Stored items
______________________________

//! Integration tests for deck rendering: page counts, index resolution,
//! link targets, and file naming.

use hobson_deck::{
    derive_filename, export_full_plan, export_section, render_full_plan, render_section,
    BusinessPlanCards, CardSection, Tab, TabContent, TextSection,
};

fn tab(title: &str, bullets: usize) -> Tab {
    Tab::new(
        title,
        TabContent {
            overview: Some("What this page covers.".into()),
            sections: vec![TextSection::with_items(
                "Key points",
                (0..bullets).map(|i| format!("Point number {i}")).collect(),
            )],
        },
    )
}

fn section(id: &str, title: &str, tabs: usize) -> CardSection {
    CardSection {
        id: id.into(),
        title: title.into(),
        subtitle: format!("{title} in brief"),
        pages: (0..tabs).map(|i| tab(&format!("{title} {i}"), 5)).collect(),
    }
}

fn plan(tab_counts: [usize; 6]) -> BusinessPlanCards {
    BusinessPlanCards {
        strategy_positioning: section("strategyPositioning", "Strategy", tab_counts[0]),
        customers_market: section("customersMarket", "Customers", tab_counts[1]),
        roadmap_product: section("roadmapProduct", "Roadmap", tab_counts[2]),
        commercials: section("commercials", "Commercials", tab_counts[3]),
        team: section("team", "Team", tab_counts[4]),
        financials: section("financials", "Financials", tab_counts[5]),
    }
}

#[test]
fn test_full_plan_page_arithmetic() {
    let tab_counts = [2, 1, 3, 1, 2, 4];
    let rendered = render_full_plan(&plan(tab_counts)).unwrap();

    // Cover + index + per section (divider + tabs); no tab overflows here.
    let expected_total: usize = 2 + tab_counts.iter().map(|n| 1 + n).sum::<usize>();
    assert_eq!(rendered.page_count, expected_total);
    assert_eq!(rendered.document.get_pages().len(), expected_total);

    let mut expected_start = 2;
    for (i, start) in rendered.sections.iter().enumerate() {
        assert_eq!(start.page_index, expected_start, "section {i}");
        assert_eq!(start.span, 1 + tab_counts[i]);
        expected_start += start.span;
    }
}

#[test]
fn test_index_links_point_at_section_dividers() {
    let rendered = render_full_plan(&plan([1, 1, 2, 1, 1, 1])).unwrap();
    let doc = &rendered.document;
    let pages = doc.get_pages();

    // The index is physical page 2 in lopdf's 1-based numbering.
    let index_page = doc.get_dictionary(pages[&2]).unwrap();
    let annots = index_page
        .get(b"Annots")
        .expect("index page has link annotations")
        .as_array()
        .unwrap();
    assert_eq!(annots.len(), 6);

    for (annot, start) in annots.iter().zip(&rendered.sections) {
        let annot = doc.get_dictionary(annot.as_reference().unwrap()).unwrap();
        assert_eq!(annot.get(b"Subtype").unwrap().as_name().unwrap(), b"Link");
        let dest = annot.get(b"Dest").unwrap().as_array().unwrap();
        let target = dest[0].as_reference().unwrap();
        let expected = pages[&(start.page_index as u32 + 1)];
        assert_eq!(target, expected, "link target for {}", start.id);
    }
}

#[test]
fn test_index_stays_exact_when_divider_overflows() {
    // Forty tab titles push the first section's divider onto a second
    // page; the start-page table and link targets must account for it.
    let rendered = render_full_plan(&plan([40, 1, 1, 1, 1, 1])).unwrap();

    let promised: usize = 2 + rendered.sections.iter().map(|s| s.span).sum::<usize>();
    assert_eq!(rendered.page_count, promised);
    assert!(rendered.sections[0].span > 41);

    let doc = &rendered.document;
    let pages = doc.get_pages();
    let index_page = doc.get_dictionary(pages[&2]).unwrap();
    let annots = index_page.get(b"Annots").unwrap().as_array().unwrap();
    for (annot, start) in annots.iter().zip(&rendered.sections) {
        let annot = doc.get_dictionary(annot.as_reference().unwrap()).unwrap();
        let dest = annot.get(b"Dest").unwrap().as_array().unwrap();
        let expected = pages[&(start.page_index as u32 + 1)];
        assert_eq!(
            dest[0].as_reference().unwrap(),
            expected,
            "link target for {}",
            start.id
        );
    }
}

#[test]
fn test_full_plan_order_fixed_regardless_of_tab_counts() {
    let rendered = render_full_plan(&plan([4, 1, 1, 1, 1, 1])).unwrap();
    let ids: Vec<&str> = rendered.sections.iter().map(|s| s.id.as_str()).collect();
    assert_eq!(
        ids,
        [
            "strategyPositioning",
            "customersMarket",
            "roadmapProduct",
            "commercials",
            "team",
            "financials"
        ]
    );
}

#[test]
fn test_empty_plan_renders_dividers_only() {
    let rendered = render_full_plan(&plan([0, 0, 0, 0, 0, 0])).unwrap();
    // Cover + index + six dividers.
    assert_eq!(rendered.page_count, 8);
    for (i, start) in rendered.sections.iter().enumerate() {
        assert_eq!(start.span, 1);
        assert_eq!(start.page_index, 2 + i);
        assert_eq!(start.display_number, i + 1);
    }
}

#[test]
fn test_single_section_counts() {
    let rendered = render_section(&section("financials", "Financials", 3)).unwrap();
    assert_eq!(rendered.page_count, 4);
    assert!(rendered.sections.is_empty());
}

#[test]
fn test_empty_section_is_cover_only() {
    let rendered = render_section(&section("financials", "Financials", 0)).unwrap();
    assert_eq!(rendered.page_count, 1);
}

#[test]
fn test_bullet_overflow_adds_pages() {
    let mut s = section("strategy", "Strategy", 0);
    s.pages.push(tab("Dense", 150));
    let rendered = render_section(&s).unwrap();
    // Cover plus at least two pages of bullets.
    assert!(rendered.page_count >= 3, "got {}", rendered.page_count);
}

#[test]
fn test_custom_visual_unknown_key_is_inert() {
    let mut with_unknown = section("s", "S", 1);
    with_unknown.pages[0].show_custom_visual = true;
    with_unknown.pages[0].custom_visual_component = Some("never-heard-of-it".into());
    let plain = section("s", "S", 1);

    let a = render_section(&with_unknown).unwrap();
    let b = render_section(&plain).unwrap();
    assert_eq!(a.page_count, b.page_count);
}

#[test]
fn test_known_visual_block_renders() {
    let mut s = section("financials", "Financials", 1);
    s.pages[0].show_custom_visual = true;
    s.pages[0].custom_visual_component = Some("revenue-projections".into());
    let rendered = render_section(&s).unwrap();
    assert!(rendered.page_count >= 2);
}

#[test]
fn test_malformed_image_is_skipped_not_fatal() {
    let mut s = section("s", "S", 1);
    s.pages[0].image = Some(b"definitely not a jpeg".to_vec());
    let rendered = render_section(&s).unwrap();
    assert_eq!(rendered.page_count, 2);
}

#[test]
fn test_export_writes_named_files() {
    let dir = tempfile::tempdir().unwrap();

    let path = export_section(&section("s", "My Plan: Q1/Q2", 1), dir.path()).unwrap();
    assert_eq!(
        path.file_name().unwrap().to_str().unwrap(),
        "Hobson-My-Plan--Q1-Q2.pdf"
    );
    assert!(path.exists());
    assert!(std::fs::metadata(&path).unwrap().len() > 0);

    let path = export_full_plan(&plan([1, 1, 1, 1, 1, 1]), dir.path()).unwrap();
    assert_eq!(
        path.file_name().unwrap().to_str().unwrap(),
        "Hobson-Full-Business-Plan.pdf"
    );
    assert!(path.exists());
}

#[test]
fn test_derive_filename_rule() {
    assert_eq!(derive_filename("Team & Hiring"), "Hobson-Team---Hiring.pdf");
    assert_eq!(derive_filename("2026 Roadmap"), "Hobson-2026-Roadmap.pdf");
}

#[test]
fn test_saved_file_reparses() {
    let dir = tempfile::tempdir().unwrap();
    let path = export_full_plan(&plan([1, 0, 1, 0, 1, 0]), dir.path()).unwrap();
    let doc = lopdf::Document::load(&path).unwrap();
    assert_eq!(doc.get_pages().len(), 2 + 6 + 3);
}
//! Pre-authored visual blocks.
//!
//! The deck substitutes literal text blocks for charts and graphics the
//! exporter does not render. Each block is an ordered list of lines: a line
//! ending in ":" is drawn bold as a heading, an empty line adds vertical
//! gap, and every other line is plain wrapped text. Content here is data,
//! not logic; it is maintained alongside the on-screen chart components.

/// Look up the lines for a named visual block.
///
/// Unknown keys return an empty slice, which renders as nothing. A tab
/// pointing at a missing block is indistinguishable from one with no
/// visual at all.
pub fn visual_block(key: &str) -> &'static [&'static str] {
    match key {
        "revenue-projections" => REVENUE_PROJECTIONS,
        "cost-structure" => COST_STRUCTURE,
        "unit-economics" => UNIT_ECONOMICS,
        "market-assumptions" => MARKET_ASSUMPTIONS,
        "funding-allocation" => FUNDING_ALLOCATION,
        _ => &[],
    }
}

const REVENUE_PROJECTIONS: &[&str] = &[
    "Revenue Projections (GBP):",
    "",
    "Year 1: 120,000 - pilot portfolios, 8 agency customers",
    "Year 2: 650,000 - 40 agencies, first enterprise landlord",
    "Year 3: 2,100,000 - 120 agencies, 4 enterprise accounts",
    "Year 4: 4,800,000 - channel partnerships live",
    "Year 5: 9,500,000 - UK coverage plus first overseas market",
    "",
    "Growth Drivers:",
    "",
    "Document volume grows with each managed property added, so revenue",
    "compounds within accounts rather than relying on new logos alone.",
    "Renewal pricing is indexed to portfolio size at renewal date.",
];

const COST_STRUCTURE: &[&str] = &[
    "Cost Structure:",
    "",
    "Engineering and product: 55% of operating spend through Year 2",
    "Model inference and hosting: 12%, falling per document with caching",
    "Sales and marketing: 20%, weighted to agency trade events",
    "Compliance and legal: 6%",
    "General and administrative: 7%",
    "",
    "Key Assumption:",
    "",
    "Inference cost per processed document falls 30% year on year as",
    "extraction moves from general models to tuned smaller ones.",
];

const UNIT_ECONOMICS: &[&str] = &[
    "Unit Economics (per agency account):",
    "",
    "Average contract value: GBP 7,800 per year",
    "Gross margin: 81% at current inference pricing",
    "Customer acquisition cost: GBP 2,400 blended",
    "Payback period: 4.5 months",
    "Net revenue retention: 118% (portfolio growth within accounts)",
    "",
    "Churn Profile:",
    "",
    "Logo churn concentrates in the first 90 days, before the document",
    "archive reaches critical mass; accounts past that point renew at 96%.",
];

const MARKET_ASSUMPTIONS: &[&str] = &[
    "Market Assumptions:",
    "",
    "4.6m privately rented homes in the UK, roughly 18,000 letting",
    "agencies, and a mean of 40 compliance documents per tenancy.",
    "",
    "Serviceable Market:",
    "",
    "Agencies managing 200+ properties: about 5,200 firms. At current",
    "pricing this is a GBP 40m serviceable annual market before",
    "enterprise landlords and build-to-rent operators are counted.",
    "",
    "Regulatory Tailwind:",
    "",
    "The Renters' Rights Act expands mandatory documentation per",
    "tenancy; every new requirement increases documents under management.",
];

const FUNDING_ALLOCATION: &[&str] = &[
    "Use of Funds:",
    "",
    "Engineering hires (4 roles): 45%",
    "Go-to-market (2 roles plus events): 25%",
    "Model training and evaluation infrastructure: 15%",
    "Compliance certifications (ISO 27001, Cyber Essentials Plus): 8%",
    "Working capital reserve: 7%",
    "",
    "Runway:",
    "",
    "The round funds 22 months at planned burn, reaching the Year 2",
    "revenue milestone with six months of margin.",
];
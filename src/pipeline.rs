//! Sequential stage driver: routes → trips → stop_times → publish.
//!
//! Each stage reads its source table fully, filters in memory, and writes
//! its `<table>_filtered.txt` output before the next stage starts. The
//! only cross-stage handoff is the kept-trip set flowing from the trip
//! pass into the stop-time pass.

use anyhow::Result;
use std::collections::HashSet;
use std::path::PathBuf;
use tracing::{error, info};

use crate::config::FilterConfig;
use crate::filter;
use crate::publish;
use crate::table;

/// Outcome of a single filter stage.
#[derive(Debug, Clone, Copy, PartialEq, Eq)]
pub enum StageStatus {
    /// The stage wrote its filtered table; `kept` excludes the header row.
    Filtered { kept: usize },
    /// The source table was missing or empty; no output was written.
    SkippedEmptySource,
}

impl StageStatus {
    pub fn failed(&self) -> bool {
        matches!(self, StageStatus::SkippedEmptySource)
    }
}

/// Per-stage outcomes for one full run.
#[derive(Debug)]
pub struct RunSummary {
    pub routes: StageStatus,
    pub trips: StageStatus,
    pub stop_times: StageStatus,
    /// Tables moved to their canonical names by the publish step.
    pub published: usize,
}

impl RunSummary {
    pub fn any_failed(&self) -> bool {
        self.routes.failed() || self.trips.failed() || self.stop_times.failed()
    }

    pub fn all_failed(&self) -> bool {
        self.routes.failed() && self.trips.failed() && self.stop_times.failed()
    }
}

/// Runs the full pipeline against `config`.
///
/// A stage whose source is missing or empty is reported and skipped; the
/// remaining stages still run. Only real I/O faults (unreadable file,
/// failed write) abort the run.
#[tracing::instrument(
    skip(config),
    fields(
        source = %config.source_directory.display(),
        dest = %config.destination_directory.display(),
    )
)]
pub fn run(config: &FilterConfig) -> Result<RunSummary> {
    std::fs::create_dir_all(&config.destination_directory)?;

    let routes = filter_routes_stage(config)?;
    let (trips, kept_trips) = filter_trips_stage(config)?;
    let stop_times = filter_stop_times_stage(config, &kept_trips)?;

    let published = publish::publish(&config.destination_directory)?;

    Ok(RunSummary {
        routes,
        trips,
        stop_times,
        published,
    })
}

fn filter_routes_stage(config: &FilterConfig) -> Result<StageStatus> {
    let Some(content) = load_source(config, "routes")? else {
        return Ok(StageStatus::SkippedEmptySource);
    };

    let lines = table::split_lines(&content);
    let output = filter::filter_routes(&lines, &config.allowed_route_ids);
    table::write_table(&filtered_path(config, "routes"), &output.lines)?;

    info!(kept = output.kept, "Filtered routes.txt");
    Ok(StageStatus::Filtered { kept: output.kept })
}

fn filter_trips_stage(config: &FilterConfig) -> Result<(StageStatus, HashSet<String>)> {
    let Some(content) = load_source(config, "trips")? else {
        return Ok((StageStatus::SkippedEmptySource, HashSet::new()));
    };

    let lines = table::split_lines(&content);
    let (output, kept_trips) = filter::filter_trips(&lines, &config.allowed_route_ids);
    table::write_table(&filtered_path(config, "trips"), &output.lines)?;

    info!(
        kept = output.kept,
        trip_ids = kept_trips.len(),
        "Filtered trips.txt"
    );
    Ok((StageStatus::Filtered { kept: output.kept }, kept_trips))
}

fn filter_stop_times_stage(
    config: &FilterConfig,
    kept_trips: &HashSet<String>,
) -> Result<StageStatus> {
    let Some(content) = load_source(config, "stop_times")? else {
        return Ok(StageStatus::SkippedEmptySource);
    };

    let lines = table::split_lines(&content);
    let output = filter::filter_stop_times(&lines, kept_trips);
    table::write_table(&filtered_path(config, "stop_times"), &output.lines)?;

    info!(kept = output.kept, "Filtered stop_times.txt");
    Ok(StageStatus::Filtered { kept: output.kept })
}

/// Reads one source table; a missing or empty table gets a diagnostic and
/// the stage is skipped.
fn load_source(config: &FilterConfig, name: &str) -> Result<Option<String>> {
    let path = config.source_directory.join(format!("{name}.txt"));
    match table::load_table(&path)? {
        Some(content) => Ok(Some(content)),
        None => {
            error!(path = %path.display(), "Source table is missing or empty, skipping stage");
            Ok(None)
        }
    }
}

fn filtered_path(config: &FilterConfig, name: &str) -> PathBuf {
    config.destination_directory.join(format!("{name}_filtered.txt"))
}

______________________________

Task prompt
Search the records above for "PathBuf". Copy each line where it is found.

Written reply
use std::path::PathBuf;
fn filtered_path(config: &FilterConfig, name: &str) -> PathBuf {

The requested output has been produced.